The worst is Sprint: my email address is attached to a family account in
Minnesota… and every time the parents use the "locate your child" feature it,
as a security measure to be sure, sends an email alerting them that their
child had been located near 123 Main St, SomeTown, MN. That one freaked me out
enough to try to resolve it… I called Sprint, went through three reps and it
took 20 minutes just to get them to understand the issue. And even then,
neither that rep nor their supervisor could do a thing about it. So now I have
a gmail filter that insta-trashes those messages… I really don't want to know
where those children are!

------
ctz
I have the same problem, having an jbloggs@gmail.com-format address.

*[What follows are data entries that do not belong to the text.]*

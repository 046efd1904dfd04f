//! Progress-callback trait for per-page analysis events.
//!
//! Pass an [`Arc<dyn ConversionProgressCallback>`] to
//! [`crate::convert::analyze_document`] to observe pages as they finish.
//!
//! # Example
//!
//! ```rust
//! use layout2md::ConversionProgressCallback;
//! use std::sync::atomic::{AtomicUsize, Ordering};
//!
//! struct Counter(AtomicUsize);
//!
//! impl ConversionProgressCallback for Counter {
//!     fn on_page_complete(&self, page_num: usize, total_pages: usize, markdown_len: usize) {
//!         self.0.fetch_add(1, Ordering::SeqCst);
//!         eprintln!("page {page_num}/{total_pages}: {markdown_len} bytes");
//!     }
//! }
//! ```

use std::sync::Arc;

/// Receives events while a document is analysed.
///
/// Pages run concurrently, so the per-page methods may be called from
/// several tasks at once. All methods default to no-ops.
pub trait ConversionProgressCallback: Send + Sync {
    /// Before the first page, with the number of selected pages.
    fn on_conversion_start(&self, total_pages: usize) {
        let _ = total_pages;
    }

    /// Just before the layout request for a page is sent.
    fn on_page_start(&self, page_num: usize, total_pages: usize) {
        let _ = (page_num, total_pages);
    }

    /// A page produced Markdown of `markdown_len` bytes.
    fn on_page_complete(&self, page_num: usize, total_pages: usize, markdown_len: usize) {
        let _ = (page_num, total_pages, markdown_len);
    }

    /// A page failed; `error` is human-readable.
    fn on_page_error(&self, page_num: usize, total_pages: usize, error: &str) {
        let _ = (page_num, total_pages, error);
    }

    /// After every selected page has been attempted.
    fn on_conversion_complete(&self, total_pages: usize, success_count: usize) {
        let _ = (total_pages, success_count);
    }
}

/// Ignores every event.
pub struct NoopProgressCallback;

impl ConversionProgressCallback for NoopProgressCallback {}

pub type ProgressCallback = Arc<dyn ConversionProgressCallback>;

#[cfg(test)]
mod tests {
    use super::*;
    use std::sync::atomic::{AtomicUsize, Ordering};

    #[derive(Default)]
    struct Tally {
        completes: AtomicUsize,
        errors: AtomicUsize,
        bytes: AtomicUsize,
    }

    impl ConversionProgressCallback for Tally {
        fn on_page_complete(&self, _page_num: usize, _total_pages: usize, markdown_len: usize) {
            self.completes.fetch_add(1, Ordering::SeqCst);
            self.bytes.fetch_add(markdown_len, Ordering::SeqCst);
        }

        fn on_page_error(&self, _page_num: usize, _total_pages: usize, _error: &str) {
            self.errors.fetch_add(1, Ordering::SeqCst);
        }
    }

    #[test]
    fn noop_accepts_every_event() {
        let cb: ProgressCallback = Arc::new(NoopProgressCallback);
        cb.on_conversion_start(2);
        cb.on_page_start(1, 2);
        cb.on_page_complete(1, 2, 10);
        cb.on_page_error(2, 2, "circuit open");
        cb.on_conversion_complete(2, 1);
    }

    #[test]
    fn overridden_methods_receive_events() {
        let tally = Tally::default();
        tally.on_page_start(1, 2);
        tally.on_page_complete(1, 2, 40);
        tally.on_page_error(2, 2, "timeout");
        assert_eq!(tally.completes.load(Ordering::SeqCst), 1);
        assert_eq!(tally.errors.load(Ordering::SeqCst), 1);
        assert_eq!(tally.bytes.load(Ordering::SeqCst), 40);
    }
}
//! # layout2md
//!
//! Reconstruct Markdown from page images using a layout detector and the
//! page's positioned words.
//!
//! ## Why this crate?
//!
//! Text extractors hand back words with coordinates but no structure:
//! two-column papers come out interleaved, headings look like body text and
//! figures vanish. A document-layout detector knows where the title, the
//! columns, the tables and the figures are. This crate combines the two:
//! detected regions decide reading order and Markdown shape, the words
//! supply the text.
//!
//! ## Pipeline Overview
//!
//! ```text
//! page image
//!  │
//!  ├─ 1. Preprocess   letterbox + normalise into the detector canvas (NCHW)
//!  ├─ 2. Detect       remote service, behind retry + circuit breaker
//!  ├─ 3. Postprocess  undo letterbox, score filter, class-wise NMS, labels
//!  ├─ 4. Order        column split, y-sort, word assignment, line grouping
//!  └─ 5. Emit         per-class Markdown templates (flat text if no layout)
//! ```
//!
//! ## Quick Start
//!
//! ```rust,no_run
//! use layout2md::{analyze_document, ClientConfig, ImageReference, InferenceClient,
//!     LayoutConfig, PageWords};
//!
//! #[tokio::main]
//! async fn main() -> Result<(), Box<dyn std::error::Error>> {
//!     let client = InferenceClient::new(ClientConfig::from_env()?)?;
//!     let config = LayoutConfig::default();
//!     let pages = vec![PageWords::new(1, Vec::new())];
//!     let doc = analyze_document(&client, &ImageReference::from("paper.pdf"), pages, &config, None)
//!         .await?;
//!     println!("{}", doc.markdown);
//!     Ok(())
//! }
//! ```
//!
//! Offline, with regions already in hand:
//!
//! ```rust
//! use layout2md::{page_to_markdown, AssemblyConfig, BBox, LayoutItem, Word};
//!
//! let items = vec![LayoutItem::new(BBox::new(0.0, 0.0, 500.0, 40.0), "Title", 0.9)];
//! let words = vec![Word::new("Results", BBox::new(10.0, 10.0, 80.0, 30.0))];
//! assert_eq!(page_to_markdown(&items, &words, &AssemblyConfig::default()), "# Results");
//! ```
//!
//! ## Feature Flags
//!
//! | Feature | Default | Description |
//! |---------|---------|-------------|
//! | `cli`   | on      | Enables the `layout2md` binary (clap + anyhow + tracing-subscriber + indicatif) |
//!
//! ```toml
//! layout2md = { version = "0.1", default-features = false }
//! ```

// ── Modules ──────────────────────────────────────────────────────────────

pub mod client;
pub mod config;
pub mod convert;
pub mod error;
pub mod labels;
pub mod output;
pub mod pipeline;
pub mod progress;
pub mod types;

// ── Re-exports ───────────────────────────────────────────────────────────

pub use client::breaker::BreakerSnapshot;
pub use client::protocol::{HealthResponse, ImageReference, RemoteRegion};
pub use client::transport::{HttpTransport, Transport};
pub use client::InferenceClient;
pub use config::{
    AssemblyConfig, ClientConfig, ClientConfigBuilder, LayoutConfig, LayoutConfigBuilder,
    PageSelection, PageSeparator, PostprocessConfig, PreprocessConfig,
};
pub use convert::{analyze_document, analyze_image, analyze_page, write_markdown, PageWords};
pub use error::{InferenceError, LayoutError, PageError, TransportError};
pub use labels::{LabelTable, LayoutClass, DETECTOR_LABELS};
pub use output::{DocumentOutput, DocumentStats, PageResult};
pub use pipeline::markdown::page_to_markdown;
pub use pipeline::postprocess::{non_max_suppression, postprocess, RawDetection};
pub use pipeline::preprocess::{preprocess, PreprocessMeta, PreprocessedImage};
pub use progress::{ConversionProgressCallback, NoopProgressCallback, ProgressCallback};
pub use types::{BBox, LayoutItem, Word};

It seems there's one lady who apparently lives in Utah and is unable to
accurately tell anybody her email address. I've received several sets of
flight bookings / e-tickets, personal photos, schedules for religious
retreats, etc.

------
toyg
I have the same problem. I receive flight tickets, dinner reservations, once
even an entire stack of private documents including passport scans (from
someone working as an admin for the Italian PM! Blackmail opportunities
ahoy...). I usually do my best to track down "offenders" and forward their
stuff... unless it's something from racist/wingnut organisations (it looks
like Americans sharing my surname have right-wing sympathies).

I originally thought it was a "senior citizen" issue but now it happens with
all sorts. People just forget what their correct email address is. Moral of
the story: registering your name to new services asap is always good ;)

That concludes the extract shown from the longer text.